==== Input material ====

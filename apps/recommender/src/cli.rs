//! Command-line interface for the recommender binary.

use std::path::PathBuf;

use clap::{Parser, Subcommand};

#[derive(Parser)]
#[command(name = "recommender")]
#[command(version, about = "Recommends catalog assessments for a job description")]
pub struct Cli {
    /// Defaults to `serve`
    #[command(subcommand)]
    pub command: Option<Command>,
}

#[derive(Subcommand)]
pub enum Command {
    /// Run the HTTP service and the presentation page
    Serve,

    /// Crawl the product catalog, resuming from the saved cursor if one exists
    Crawl {
        /// Discard the saved cursor and start from the first page
        #[arg(long)]
        restart: bool,

        /// Stop after this many listing pages (resume later)
        #[arg(long)]
        max_pages: Option<u32>,
    },

    /// Rebuild the vector index from the catalog file
    Index,

    /// Recall@K of raw vector retrieval over a labelled query set
    Evaluate {
        /// JSON array of {"query", "relevant_urls"}
        #[arg(long, default_value = "train.json")]
        train: PathBuf,

        #[arg(short, long, default_value_t = 10)]
        k: usize,
    },

    /// Run the full pipeline over unlabelled queries and write a CSV
    Predict {
        /// JSON array of {"query"}
        #[arg(long, default_value = "test.json")]
        input: PathBuf,

        #[arg(short, long, default_value = "test_predictions.csv")]
        output: PathBuf,
    },
}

====

**To do:**
Recopy all the entries faithfully, leaving none out.

**Answer below:**
filename apps/recommender/src/cli.rs
//! Command-line interface for the recommender binary.

use std::path::PathBuf;

use clap::{Parser, Subcommand};

#[derive(Parser)]
#[command(name = "recommender")]
#[command(version, about = "Recommends catalog assessments for a job description")]
pub struct Cli {
    /// Defaults to `serve`
    #[command(subcommand)]
    pub command: Option<Command>,
}

#[derive(Subcommand)]
pub enum Command {
    /// Run the HTTP service and the presentation page
    Serve,

    /// Crawl the product catalog, resuming from the saved cursor if one exists
    Crawl {
        /// Discard the saved cursor and start from the first page
        #[arg(long)]
        restart: bool,

        /// Stop after this many listing pages (resume later)
        #[arg(long)]
        max_pages: Option<u32>,
    },

    /// Rebuild the vector index from the catalog file
    Index,

    /// Recall@K of raw vector retrieval over a labelled query set
    Evaluate {
        /// JSON array of {"query", "relevant_urls"}
        #[arg(long, default_value = "train.json")]
        train: PathBuf,

        #[arg(short, long, default_value_t = 10)]
        k: usize,
    },

    /// Run the full pipeline over unlabelled queries and write a CSV
    Predict {
        /// JSON array of {"query"}
        #[arg(long, default_value = "test.json")]
        input: PathBuf,

        #[arg(short, long, default_value = "test_predictions.csv")]
        output: PathBuf,
    },
}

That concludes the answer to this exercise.